What you will do:
The response must restate all of the data word for word.

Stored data
# # # #

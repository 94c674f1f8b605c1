pub mod message;
pub mod notification;
pub mod thread;
pub async fn thread_metadata(
    db: &MongoDB,
    thread_id: &str,
    chat_type: ChatType,
) -> Result<Option<ThreadMetadata>, ChatError> {
    match chat_type {
        ChatType::Member => {
            let chat = db
                .db
                .collection::<MemberChat>(MEMBER_CHAT_COLLECTION)
                .find_one(doc! { "_id": thread_id })
                .await?;
            Ok(chat.map(|chat| {
                let summary = MemberChatSummary::from(chat);
                let mut profiles = HashMap::new();
                profiles.insert(
                    summary.member_id.clone(),
                    ParticipantProfile {
                        id: summary.member_id.clone(),
                        name: summary.member_name.clone(),
                        email: None,
                        role: ROLE_PATIENT.to_string(),
                        avatar_url: None,
                    },
                );
                ThreadMetadata {
                    id: summary.id,
                    chat_type: ChatType::Member,
                    appointment_id: None,
                    patient_id: None,
                    member_id: Some(summary.member_id.clone()),
                    member_name: Some(summary.member_name),
                    participants: vec![summary.member_id],
                    participant_profiles: profiles,
                    appointment_meta: None,
                    last_message: summary.last_message,
                    last_sender_id: None,
                    last_message_at: summary.last_message_time,
                    unread_count: UnreadCount::Total(summary.unread_count),
                }
            }))
        }
        ChatType::Appointment => {
            let thread = db
                .db
                .collection::<ChatThread>(CHAT_COLLECTION)
                .find_one(doc! { "_id": thread_id })
                .await?;
            Ok(thread.map(ChatThread::into_metadata))
        }
    }
}

fn error_response(context: &str, err: ChatError) -> HttpResponse {
    match err {
        ChatError::ThreadNotFound(_) => HttpResponse::NotFound().body(err.to_string()),
        ChatError::MissingThreadKeys
        | ChatError::MissingMemberId
        | ChatError::MissingAppointmentContext
        | ChatError::EmptyMessage => HttpResponse::BadRequest().body(err.to_string()),
        ChatError::Database(_) | ChatError::Serialize(_) => {
            error!("{}: {}", context, err);
            HttpResponse::InternalServerError().body(context.to_string())
        }
    }
}

#[derive(Debug, Deserialize)]
#[serde(rename_all = "camelCase")]
pub struct SenderProfile {
    pub name: String,
    #[serde(default)]
    pub email: Option<String>,
    #[serde(default)]
    pub role: Option<String>,
}

#[derive(Debug, Deserialize)]
#[serde(rename_all = "camelCase")]
pub struct EnsureThreadRequest {
    #[serde(default)]
    pub context: ThreadContext,
    pub sender: SenderProfile,
}

#[derive(Debug, Deserialize)]
#[serde(rename_all = "camelCase")]
pub struct ChatTypeQuery {
    #[serde(default)]
    pub chat_type: Option<ChatType>,
}

#[derive(Debug, Deserialize)]
#[serde(rename_all = "camelCase")]
pub struct SendMessageRequest {
    pub text: String,
    pub sender_name: String,
    #[serde(default)]
    pub sender_role: Option<String>,
    #[serde(default)]
    pub chat_type: Option<ChatType>,
    #[serde(default)]
    pub recipient_id: Option<String>,
}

# # # #

Your response:
repository 94c674f1f8b605c1
pub mod message;
pub mod notification;
pub mod thread;
pub async fn thread_metadata(
    db: &MongoDB,
    thread_id: &str,
    chat_type: ChatType,
) -> Result<Option<ThreadMetadata>, ChatError> {
    match chat_type {
        ChatType::Member => {
            let chat = db
                .db
                .collection::<MemberChat>(MEMBER_CHAT_COLLECTION)
                .find_one(doc! { "_id": thread_id })
                .await?;
            Ok(chat.map(|chat| {
                let summary = MemberChatSummary::from(chat);
                let mut profiles = HashMap::new();
                profiles.insert(
                    summary.member_id.clone(),
                    ParticipantProfile {
                        id: summary.member_id.clone(),
                        name: summary.member_name.clone(),
                        email: None,
                        role: ROLE_PATIENT.to_string(),
                        avatar_url: None,
                    },
                );
                ThreadMetadata {
                    id: summary.id,
                    chat_type: ChatType::Member,
                    appointment_id: None,
                    patient_id: None,
                    member_id: Some(summary.member_id.clone()),
                    member_name: Some(summary.member_name),
                    participants: vec![summary.member_id],
                    participant_profiles: profiles,
                    appointment_meta: None,
                    last_message: summary.last_message,
                    last_sender_id: None,
                    last_message_at: summary.last_message_time,
                    unread_count: UnreadCount::Total(summary.unread_count),
                }
            }))
        }
        ChatType::Appointment => {
            let thread = db
                .db
                .collection::<ChatThread>(CHAT_COLLECTION)
                .find_one(doc! { "_id": thread_id })
                .await?;
            Ok(thread.map(ChatThread::into_metadata))
        }
    }
}

fn error_response(context: &str, err: ChatError) -> HttpResponse {
    match err {
        ChatError::ThreadNotFound(_) => HttpResponse::NotFound().body(err.to_string()),
        ChatError::MissingThreadKeys
        | ChatError::MissingMemberId
        | ChatError::MissingAppointmentContext
        | ChatError::EmptyMessage => HttpResponse::BadRequest().body(err.to_string()),
        ChatError::Database(_) | ChatError::Serialize(_) => {
            error!("{}: {}", context, err);
            HttpResponse::InternalServerError().body(context.to_string())
        }
    }
}

#[derive(Debug, Deserialize)]
#[serde(rename_all = "camelCase")]
pub struct SenderProfile {
    pub name: String,
    #[serde(default)]
    pub email: Option<String>,
    #[serde(default)]
    pub role: Option<String>,
}

#[derive(Debug, Deserialize)]
#[serde(rename_all = "camelCase")]
pub struct EnsureThreadRequest {
    #[serde(default)]
    pub context: ThreadContext,
    pub sender: SenderProfile,
}

#[derive(Debug, Deserialize)]
#[serde(rename_all = "camelCase")]
pub struct ChatTypeQuery {
    #[serde(default)]
    pub chat_type: Option<ChatType>,
}

#[derive(Debug, Deserialize)]
#[serde(rename_all = "camelCase")]
pub struct SendMessageRequest {
    pub text: String,
    pub sender_name: String,
    #[serde(default)]
    pub sender_role: Option<String>,
    #[serde(default)]
    pub chat_type: Option<ChatType>,
    #[serde(default)]
    pub recipient_id: Option<String>,
}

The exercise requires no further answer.